Exercise description — Please print every record below exactly as it appears.

--- Data section Enclosed Below ---

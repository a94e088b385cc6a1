//! Per-frame matrices derived from the scene and the window aspect.

use crate::scene::BubbleScene;
use crate::sphere::matrix::{self, Mat4};

/// Every transform the passes need for one frame.
#[derive(Debug, Clone, Copy, PartialEq)]
pub struct SceneTransforms {
    pub bubble_model: Mat4,
    pub bubble_mvp: Mat4,
    /// `None` when the mask feature is off.
    pub stencil_mvp: Option<Mat4>,
    /// The group transform (scale only); the image is not rotated.
    pub image_mvp: Mat4,
    pub eye: [f32; 3],
}

impl SceneTransforms {
    pub fn new(scene: &BubbleScene, aspect: f32) -> Self {
        let camera = scene.camera();
        let view_projection = camera.view_projection(aspect);
        let group_scale = camera.group_scale(aspect);

        let bubble_model = scene.bubble().model_matrix(group_scale);
        let stencil_mvp = scene
            .stencil()
            .map(|stencil| matrix::mul(&view_projection, &stencil.model_matrix(group_scale)));

        Self {
            bubble_model,
            bubble_mvp: matrix::mul(&view_projection, &bubble_model),
            stencil_mvp,
            image_mvp: matrix::mul(&view_projection, &matrix::scale(group_scale)),
            eye: [0.0, 0.0, camera.distance],
        }
    }
}

#[cfg(test)]
mod tests {
    use super::*;
    use bubble_config::schema::SceneVariant;
    use bubble_config::BubbleConfig;

    fn config(variant: SceneVariant) -> BubbleConfig {
        let mut config = BubbleConfig::default();
        config.scene.variant = variant;
        config.sphere.width_segments = 8;
        config.sphere.height_segments = 6;
        config
    }

    #[test]
    fn stencil_transform_only_with_mask() {
        let graded = BubbleScene::new(&config(SceneVariant::Graded));
        assert!(SceneTransforms::new(&graded, 1.6).stencil_mvp.is_none());

        let masked = BubbleScene::new(&config(SceneVariant::Masked));
        let t = SceneTransforms::new(&masked, 1.6);
        assert_eq!(t.stencil_mvp, Some(t.bubble_mvp));
    }

    #[test]
    fn stencil_tracks_bubble_rotation() {
        let config = config(SceneVariant::Masked);
        let mut scene = BubbleScene::new(&config);
        scene.update(2.0, &config);
        let t = SceneTransforms::new(&scene, 1.0);
        assert_eq!(t.stencil_mvp, Some(t.bubble_mvp));
        assert_ne!(t.bubble_mvp, t.image_mvp);
    }

    #[test]
    fn bubble_scales_with_window_width() {
        let scene = BubbleScene::new(&config(SceneVariant::Graded));
        let narrow = SceneTransforms::new(&scene, 1.0);
        let wide = SceneTransforms::new(&scene, 2.0);
        assert!((wide.bubble_model[0] - 2.0 * narrow.bubble_model[0]).abs() < 1e-5);
    }

    #[test]
    fn eye_sits_on_camera() {
        let scene = BubbleScene::new(&config(SceneVariant::Graded));
        assert_eq!(SceneTransforms::new(&scene, 1.0).eye, [0.0, 0.0, 5.0]);
    }
}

--- End of Enclosed Data section ---

Answer for the task —
repository a94e088b385cc6a1
//! Per-frame matrices derived from the scene and the window aspect.

use crate::scene::BubbleScene;
use crate::sphere::matrix::{self, Mat4};

/// Every transform the passes need for one frame.
#[derive(Debug, Clone, Copy, PartialEq)]
pub struct SceneTransforms {
    pub bubble_model: Mat4,
    pub bubble_mvp: Mat4,
    /// `None` when the mask feature is off.
    pub stencil_mvp: Option<Mat4>,
    /// The group transform (scale only); the image is not rotated.
    pub image_mvp: Mat4,
    pub eye: [f32; 3],
}

impl SceneTransforms {
    pub fn new(scene: &BubbleScene, aspect: f32) -> Self {
        let camera = scene.camera();
        let view_projection = camera.view_projection(aspect);
        let group_scale = camera.group_scale(aspect);

        let bubble_model = scene.bubble().model_matrix(group_scale);
        let stencil_mvp = scene
            .stencil()
            .map(|stencil| matrix::mul(&view_projection, &stencil.model_matrix(group_scale)));

        Self {
            bubble_model,
            bubble_mvp: matrix::mul(&view_projection, &bubble_model),
            stencil_mvp,
            image_mvp: matrix::mul(&view_projection, &matrix::scale(group_scale)),
            eye: [0.0, 0.0, camera.distance],
        }
    }
}

#[cfg(test)]
mod tests {
    use super::*;
    use bubble_config::schema::SceneVariant;
    use bubble_config::BubbleConfig;

    fn config(variant: SceneVariant) -> BubbleConfig {
        let mut config = BubbleConfig::default();
        config.scene.variant = variant;
        config.sphere.width_segments = 8;
        config.sphere.height_segments = 6;
        config
    }

    #[test]
    fn stencil_transform_only_with_mask() {
        let graded = BubbleScene::new(&config(SceneVariant::Graded));
        assert!(SceneTransforms::new(&graded, 1.6).stencil_mvp.is_none());

        let masked = BubbleScene::new(&config(SceneVariant::Masked));
        let t = SceneTransforms::new(&masked, 1.6);
        assert_eq!(t.stencil_mvp, Some(t.bubble_mvp));
    }

    #[test]
    fn stencil_tracks_bubble_rotation() {
        let config = config(SceneVariant::Masked);
        let mut scene = BubbleScene::new(&config);
        scene.update(2.0, &config);
        let t = SceneTransforms::new(&scene, 1.0);
        assert_eq!(t.stencil_mvp, Some(t.bubble_mvp));
        assert_ne!(t.bubble_mvp, t.image_mvp);
    }

    #[test]
    fn bubble_scales_with_window_width() {
        let scene = BubbleScene::new(&config(SceneVariant::Graded));
        let narrow = SceneTransforms::new(&scene, 1.0);
        let wide = SceneTransforms::new(&scene, 2.0);
        assert!((wide.bubble_model[0] - 2.0 * narrow.bubble_model[0]).abs() < 1e-5);
    }

    #[test]
    fn eye_sits_on_camera() {
        let scene = BubbleScene::new(&config(SceneVariant::Graded));
        assert_eq!(SceneTransforms::new(&scene, 1.0).eye, [0.0, 0.0, 5.0]);
    }
}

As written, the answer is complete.